SOLUBLE ALPHA(V)BETA(3)-INTEGRIN LIGANDS RAISE [CA2+](I) IN RAT OSTEOCLASTS AND MOUSE-DERIVED OSTEOCLAST-LIKE CELLS

We evaluated the possible involvement of intracellular Ca2+ concentration ([Ca2+](i)) changes in the action of alpha(v) beta(3)-ligands, known to regulate osteoclast function. Rat osteoclasts or mouse osteoclast-like cells, as examined by microfluorimetry and fura 2, showed a transient [Ca2+](i) increase when perfused with (all 0.1 mu M) vitronectin, osteopontin, polypeptide echistatin, fibronectin, and Arg-Gly-Asp-Asp and Arg-Gly-Asp-Ser peptides (10(-4) M) but not with laminin, collagen I, collagen IV, or [Ala(24)]echistatin, in which Ala was substituted for Arg in the Arg-Gly-Asp complex.

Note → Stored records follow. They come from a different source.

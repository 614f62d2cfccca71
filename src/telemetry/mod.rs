//! Telemetry subsystem.
//!
//! ```text
//!  data topic ──▶ decoder ──▶ SensorReading ──▶ HandoffBuffer ──▶ TelemetryLog
//!                                   │
//!                                   └──────────▶ Features ──▶ Classifier
//! ```

pub mod decoder;
pub mod history;
pub mod reading;

pub use decoder::decode;
pub use history::TelemetryLog;
pub use reading::{Features, SensorReading};
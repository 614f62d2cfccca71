//! Log-based event sink adapter.
//!
//! Implements [`EventSink`] by writing application events to the `log`
//! facade.  Policy outcomes go out at `info`, recoverable failures at
//! `warn`, so a suppressed transition never reads like an error.

use log::{info, warn};

use crate::app::events::AppEvent;
use crate::app::ports::EventSink;

/// Adapter that logs every [`AppEvent`].
#[derive(Debug, Default)]
pub struct LogEventSink;

impl LogEventSink {
    pub fn new() -> Self {
        Self
    }
}

impl EventSink for LogEventSink {
    fn emit(&mut self, event: &AppEvent) {
        match event {
            AppEvent::Started { dwell } => {
                info!("START | dwell={dwell:?}");
            }
            AppEvent::Published { from, to } => match from {
                Some(from) => info!("PUBLISH | {from} -> {to}"),
                None => info!("PUBLISH | (initial) -> {to}"),
            },
            AppEvent::Stable(command) => {
                info!("STABLE | {command}");
            }
            AppEvent::Debounced {
                current,
                desired,
                elapsed,
            } => {
                let current = current.map_or("(none)", |c| c.as_wire());
                info!(
                    "DEBOUNCE | {current} -> {desired} suppressed, {:.1}s since last change",
                    elapsed.as_secs_f32()
                );
            }
            AppEvent::OverrideApplied(command) => {
                info!("OVERRIDE | operator set {command}");
            }
            AppEvent::AnomalyMarked { index, flagged } => {
                info!("ANNOTATE | entry {index} anomaly={flagged}");
            }
            AppEvent::ReadingRejected(e) => {
                warn!("DECODE | payload discarded: {e}");
            }
            AppEvent::ClassificationFailed(e) => {
                warn!("CLASSIFY | reading skipped: {e}");
            }
            AppEvent::PublishFailed { command, error } => {
                warn!("PUBLISH | {command} not sent: {error}");
            }
            AppEvent::UnknownControl(payload) => {
                warn!("CONTROL | ignoring unknown command {payload:?}");
            }
            AppEvent::AnnotationRejected { index, len } => {
                warn!("ANNOTATE | no entry {index} (history has {len})");
            }
        }
    }
}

The threshold for echistatin was 10 pM, the 50% effective concentration was 1 nM, and the median [Ca2+](i) increase was 420 nM above the resting level (217 +/- 22 nM) at saturating concentration of 0.1 mu M. Echistatin did not cause Mn2+ influx, and 10 mu M nifedipine, 10 nM omega-conotoxin, 5 mM Ni2+, or Cd2+ did not prevent [Ca2+](i) change. However, extracellular Ca2+ was needed for the [Ca2+](i) increase, probably enabling ligand-integrin interaction. Polyclonal and monoclonal (LM609) antibody as well as depletion of [Ca2+](i) stores with 5 mu M thapsigargin and Ca2+-free medium abolished the [Ca2+](i) increase, after restoring extracellular Ca2+. Furthermore, the LM609 antibody induced a Ca2+ signal in the presence or absence of extracellular Ca2+, suggesting that the alpha(v) beta(3)-ligand interaction is mediated at least partially by Ca2+ mobilized from intracellular stores.